Work task:
Wherever the word "DieRoller" shows up in the data, report the line it sits in.

[Stored data]
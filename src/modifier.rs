//! Per-player rule-override modifiers.
//!
//! The original open string-keyed dictionary is an enumerated set of typed
//! fields here, preserving the absent-equals-inactive defaulting: a fresh or
//! reset [`Modifiers`] has every override off and the attack roll at its
//! canonical kind. Modifiers reset at the start of the owning player's turn
//! except for ones explicitly time-boxed elsewhere (the guardian-angel
//! shield expires with narration before the reset).

use crate::dice::{DieRoller, RollKind};
use crate::game_state::GameState;
use crate::ids::PlayerId;
use crate::interface::Interface;
use std::fmt;
use std::sync::Arc;

/// Callback invoked after an attack that actually dealt damage, with the
/// attacker as argument. Used for specials that trigger only on a landed hit.
pub trait DamageDealtHook {
    fn on_damage_dealt(
        &self,
        game: &mut GameState,
        interface: &mut dyn Interface,
        roller: &mut dyn DieRoller,
        attacker: PlayerId,
    );
}

impl<F> DamageDealtHook for F
where
    F: Fn(&mut GameState, &mut dyn Interface, &mut dyn DieRoller, PlayerId),
{
    fn on_damage_dealt(
        &self,
        game: &mut GameState,
        interface: &mut dyn Interface,
        roller: &mut dyn DieRoller,
        attacker: PlayerId,
    ) {
        self(game, interface, roller, attacker)
    }
}

/// The modifier set attached to one player. All fields are total: reading an
/// unset modifier yields its inactive default, never an error.
#[derive(Clone, Default)]
pub struct Modifiers {
    /// One-turn shield: fully negates the next incoming damage resolution.
    pub guardian_angel: bool,
    /// The player may counterattack after defending.
    pub counterattack: bool,
    /// Which roll kind this player's attacks use. Default `Attack`.
    pub attack_roll: RollKind,
    /// Attacker-side: may steal one equipment card instead of dealing 2+.
    pub steal_for_damage: bool,
    /// Attacker-side: takes all equipment on a kill, like `LootAll` gear.
    pub steal_all_on_kill: bool,
    /// Invoked after a successful attack by this player.
    pub damage_dealt: Option<Arc<dyn DamageDealtHook>>,
}

impl Modifiers {
    /// Restores the canonical defaults: attack roll back to `Attack`,
    /// everything else inactive.
    pub fn reset(&mut self) {
        *self = Modifiers::default();
    }
}

impl fmt::Debug for Modifiers {
    fn fmt(&self, f: &mut fmt::Formatter<'_>) -> fmt::Result {
        f.debug_struct("Modifiers")
            .field("guardian_angel", &self.guardian_angel)
            .field("counterattack", &self.counterattack)
            .field("attack_roll", &self.attack_roll)
            .field("steal_for_damage", &self.steal_for_damage)
            .field("steal_all_on_kill", &self.steal_all_on_kill)
            .field("damage_dealt", &self.damage_dealt.is_some())
            .finish()
    }
}

#[cfg(test)]
mod tests {
    use super::*;

    #[test]
    fn defaults_are_inactive() {
        let m = Modifiers::default();
        assert!(!m.guardian_angel);
        assert!(!m.counterattack);
        assert_eq!(m.attack_roll, RollKind::Attack);
        assert!(!m.steal_for_damage);
        assert!(!m.steal_all_on_kill);
        assert!(m.damage_dealt.is_none());
    }

    #[test]
    fn reset_restores_canonical_defaults() {
        let mut m = Modifiers {
            guardian_angel: true,
            counterattack: true,
            attack_roll: RollKind::Four,
            steal_for_damage: true,
            steal_all_on_kill: true,
            damage_dealt: Some(Arc::new(
                |_: &mut GameState, _: &mut dyn Interface, _: &mut dyn DieRoller, _: PlayerId| {},
            )),
        };
        m.reset();
        assert!(!m.guardian_angel);
        assert_eq!(m.attack_roll, RollKind::Attack);
        assert!(m.damage_dealt.is_none());
    }
}
/// Full attacker-side flow for the turn's attack phase: offer the attack,
/// select a target among players in range, roll, and resolve (fanning out
/// to every target in range under the `HitAllInRange` equipment).
pub fn attack_phase(
    game: &mut GameState,
    interface: &mut dyn Interface,
    roller: &mut dyn DieRoller,
    attacker: PlayerId,
) -> Result<(), CombatError> {
    let (name, zone, reverse, no_decline, hit_all) = {
        let p = game
            .player(attacker)
            .ok_or(CombatError::UnknownPlayer(attacker))?;
        let Some(location) = p.location else {
            return Ok(());
        };
        let zone = game
            .board
            .zone_of(location)
            .ok_or(CombatError::UnknownArea(location))?;
        (
            p.name.clone(),
            zone,
            p.has_ability(EquipmentAbility::ReverseRange),
            p.has_ability(EquipmentAbility::NoDecline),
            p.has_ability(EquipmentAbility::HitAllInRange),
        )
    };

    interface.tell(&format!("{name} is deciding to attack..."));
    let mut options = vec!["Attack other players!".to_string()];
    if !no_decline {
        options.push("Decline".to_string());
    }
    if interface.ask(attacker, &Prompt::yes_no(options)) == 1 {
        interface.tell(&format!("{name} declined to attack."));
        return Ok(());
    }

    if reverse {
        let title = game
            .player(attacker)
            .and_then(|p| p.ability_card(EquipmentAbility::ReverseRange))
            .map(|c| c.title.clone())
            .unwrap_or_default();
        interface.tell(&format!("{name}'s {title} reverses their attack range."));
    }
    let candidates: Vec<(PlayerId, String)> = game
        .players()
        .iter()
        .filter(|p| p.id != attacker && p.is_alive())
        .filter(|p| {
            p.location
                .and_then(|a| game.board.zone_of(a))
                .is_some_and(|z| if reverse { z != zone } else { z == zone })
        })
        .map(|p| (p.id, p.name.clone()))
        .collect();

    let mut options: Vec<String> = candidates.iter().map(|(_, n)| n.clone()).collect();
    if !no_decline || candidates.is_empty() {
        options.push("Decline".to_string());
    }
    let answer = interface.ask(attacker, &Prompt::select(options));
    if answer >= candidates.len() {
        interface.tell(&format!("{name} declined to attack."));
        return Ok(());
    }
    let (target, target_name) = candidates[answer].clone();
    interface.tell(&format!("{name} is attacking {target_name}!"));

    let kind = {
        let p = game
            .player(attacker)
            .ok_or(CombatError::UnknownPlayer(attacker))?;
        match p.ability_card(EquipmentAbility::FourSidedAttack) {
            Some(card) => {
                interface.tell(&format!(
                    "{name} rolls with the 4-sided die using the {}!",
                    card.title
                ));
                RollKind::Four
            }
            None => p.modifiers.attack_roll,
        }
    };
    let outcome = dice::roll(
        interface,
        roller,
        game.player(attacker)
            .ok_or(CombatError::UnknownPlayer(attacker))?,
        kind,
    );

    if hit_all {
        let title = game
            .player(attacker)
            .and_then(|p| p.ability_card(EquipmentAbility::HitAllInRange))
            .map(|c| c.title.clone())
            .unwrap_or_default();
        interface.tell(&format!(
            "{name}'s {title} hits everyone in their attack range!"
        ));
        for (t, t_name) in &candidates {
            let dealt = attack(
                game,
                interface,
                roller,
                attacker,
                *t,
                outcome.result,
                Counter::Allowed,
            )?;
            interface.tell(&format!("{name} hit {t_name} for {dealt} damage!"));
        }
    } else {
        let dealt = attack(
            game,
            interface,
            roller,
            attacker,
            target,
            outcome.result,
            Counter::Allowed,
        )?;
        interface.tell(&format!("{name} hit {target_name} for {dealt} damage!"));
    }
    Ok(())
}

/// Prompted selection of another living player. `None` when no candidate
/// exists (an expected branch, not an error).
pub fn choose_player(
    game: &GameState,
    interface: &mut dyn Interface,
    chooser: PlayerId,
) -> Option<PlayerId> {
    let name = game.player(chooser)?.name.clone();
    interface.tell(&format!("{name} is choosing a player..."));
    let candidates: Vec<(PlayerId, String)> = game
        .living_players()
        .filter(|p| p.id != chooser)
        .map(|p| (p.id, p.name.clone()))
        .collect();
    if candidates.is_empty() {
        return None;
    }
    let options: Vec<String> = candidates.iter().map(|(_, n)| n.clone()).collect();
    let idx = interface.ask(chooser, &Prompt::select(options));
    let (chosen, chosen_name) = candidates[idx].clone();
    interface.tell(&format!("{name} chose {chosen_name}!"));
    Some(chosen)
}

/// Prompted selection of one of `owner`'s equipment titles by `chooser`.
/// The owner must hold equipment (callers check; an empty arsenal here is
/// an upstream sequencing bug).
pub fn choose_equipment(
    game: &GameState,
    interface: &mut dyn Interface,
    chooser: PlayerId,
    owner: PlayerId,
) -> Result<String, CombatError> {
    let options = game
        .player(owner)
        .ok_or(CombatError::UnknownPlayer(owner))?
        .equipment_titles();
    if options.is_empty() {
        return Err(CombatError::NoEquipment(owner));
    }
    let idx = interface.ask(chooser, &Prompt::select(options.clone()));
    Ok(options[idx].clone())
}

/// Transfers the named equipment card from one player to another,
/// preserving acquisition order on the receiving side.
pub fn give_equipment(
    game: &mut GameState,
    interface: &mut dyn Interface,
    from: PlayerId,
    to: PlayerId,
    title: &str,
) -> Result<(), CombatError> {
    let idx = game
        .player(from)
        .ok_or(CombatError::UnknownPlayer(from))?
        .equipment
        .iter()
        .position(|c| c.title == title)
        .ok_or_else(|| CombatError::UnknownEquipment {
            player: from,
            title: title.to_string(),
        })?;
    let card = game
        .player_mut(from)
        .ok_or(CombatError::UnknownPlayer(from))?
        .equipment
        .remove(idx);
    let from_name = game
        .player(from)
        .ok_or(CombatError::UnknownPlayer(from))?
        .name
        .clone();
    let to_name = game
        .player(to)
        .ok_or(CombatError::UnknownPlayer(to))?
        .name
        .clone();
    game.player_mut(to)
        .ok_or(CombatError::UnknownPlayer(to))?
        .equipment
        .push(card);
    interface.tell(&format!("{from_name} forfeited their {title} to {to_name}!"));
    interface.update(game);
    Ok(())
}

Exercise result:
use crate::dice::{DieRoller, RollKind};
        roller: &mut dyn DieRoller,
    F: Fn(&mut GameState, &mut dyn Interface, &mut dyn DieRoller, PlayerId),
        roller: &mut dyn DieRoller,
                |_: &mut GameState, _: &mut dyn Interface, _: &mut dyn DieRoller, _: PlayerId| {},
    roller: &mut dyn DieRoller,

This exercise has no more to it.